*Entries supplied*.
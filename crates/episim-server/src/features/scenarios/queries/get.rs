//! Get scenario query

use chrono::{DateTime, NaiveDate, Utc};
use mediator::Request;
use serde::{Deserialize, Serialize};
use sqlx::PgPool;
use uuid::Uuid;

#[derive(Debug, Clone, Serialize, Deserialize)]
pub struct GetScenarioQuery {
    pub id: Uuid,
}

#[derive(Debug, Clone, Serialize, Deserialize, sqlx::FromRow)]
pub struct ScenarioParameterValue {
    pub parameter_id: Uuid,
    pub value_min: f64,
    pub value_max: f64,
}

#[derive(Debug, Clone, Serialize, Deserialize)]
pub struct ScenarioDetails {
    pub id: Uuid,
    pub name: String,
    pub description: Option<String>,
    pub model_id: Uuid,
    pub node_list_id: Uuid,
    pub start_date: NaiveDate,
    pub end_date: NaiveDate,
    pub submitted_at: DateTime<Utc>,
    /// Stamped by the last successful data import, if any.
    pub simulated_at: Option<DateTime<Utc>>,
    pub parameter_values: Vec<ScenarioParameterValue>,
    pub linked_interventions: Vec<Uuid>,
}

#[derive(Debug, thiserror::Error)]
pub enum GetScenarioError {
    #[error("Scenario '{0}' not found")]
    NotFound(Uuid),
    #[error("Database error: {0}")]
    Database(#[from] sqlx::Error),
}

impl Request<Result<ScenarioDetails, GetScenarioError>> for GetScenarioQuery {}

impl crate::cqrs::middleware::Query for GetScenarioQuery {}

#[derive(Debug, sqlx::FromRow)]
struct ScenarioRow {
    id: Uuid,
    name: String,
    description: Option<String>,
    model_id: Uuid,
    node_list_id: Uuid,
    start_date: NaiveDate,
    end_date: NaiveDate,
    submitted_at: DateTime<Utc>,
    simulated_at: Option<DateTime<Utc>>,
}

#[tracing::instrument(skip(pool), fields(scenario_id = %query.id))]
pub async fn handle(
    pool: PgPool,
    query: GetScenarioQuery,
) -> Result<ScenarioDetails, GetScenarioError> {
    let row = sqlx::query_as::<_, ScenarioRow>(
        "SELECT id, name, description, model_id, node_list_id, start_date, end_date, \
                submitted_at, simulated_at \
         FROM scenarios WHERE id = $1",
    )
    .bind(query.id)
    .fetch_optional(&pool)
    .await?
    .ok_or(GetScenarioError::NotFound(query.id))?;

    let parameter_values = sqlx::query_as::<_, ScenarioParameterValue>(
        "SELECT parameter_id, value_min, value_max \
         FROM scenario_parameter_values WHERE scenario_id = $1",
    )
    .bind(query.id)
    .fetch_all(&pool)
    .await?;

    let linked_interventions = sqlx::query_scalar::<_, Uuid>(
        "SELECT intervention_id FROM scenario_interventions WHERE scenario_id = $1",
    )
    .bind(query.id)
    .fetch_all(&pool)
    .await?;

    Ok(ScenarioDetails {
        id: row.id,
        name: row.name,
        description: row.description,
        model_id: row.model_id,
        node_list_id: row.node_list_id,
        start_date: row.start_date,
        end_date: row.end_date,
        submitted_at: row.submitted_at,
        simulated_at: row.simulated_at,
        parameter_values,
        linked_interventions,
    })
}
//! Disease compartment management
//!
//! Compartments are named disease states (e.g. "Hospitalized"). Imported
//! simulation data maps record positions onto compartment names through the
//! fixed ordinal table of the series file format.

pub mod commands;
pub mod queries;
pub mod routes;

pub use routes::compartments_routes;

*Problem to solve*. Return, word for word, the lines of the data above from the line with "value_min, value_max \" through the line with "Compartments are named", inclusive.

*The completed task*.
        "SELECT parameter_id, value_min, value_max \
         FROM scenario_parameter_values WHERE scenario_id = $1",
    )
    .bind(query.id)
    .fetch_all(&pool)
    .await?;

    let linked_interventions = sqlx::query_scalar::<_, Uuid>(
        "SELECT intervention_id FROM scenario_interventions WHERE scenario_id = $1",
    )
    .bind(query.id)
    .fetch_all(&pool)
    .await?;

    Ok(ScenarioDetails {
        id: row.id,
        name: row.name,
        description: row.description,
        model_id: row.model_id,
        node_list_id: row.node_list_id,
        start_date: row.start_date,
        end_date: row.end_date,
        submitted_at: row.submitted_at,
        simulated_at: row.simulated_at,
        parameter_values,
        linked_interventions,
    })
}
//! Disease compartment management
//!
//! Compartments are named disease states (e.g. "Hospitalized"). Imported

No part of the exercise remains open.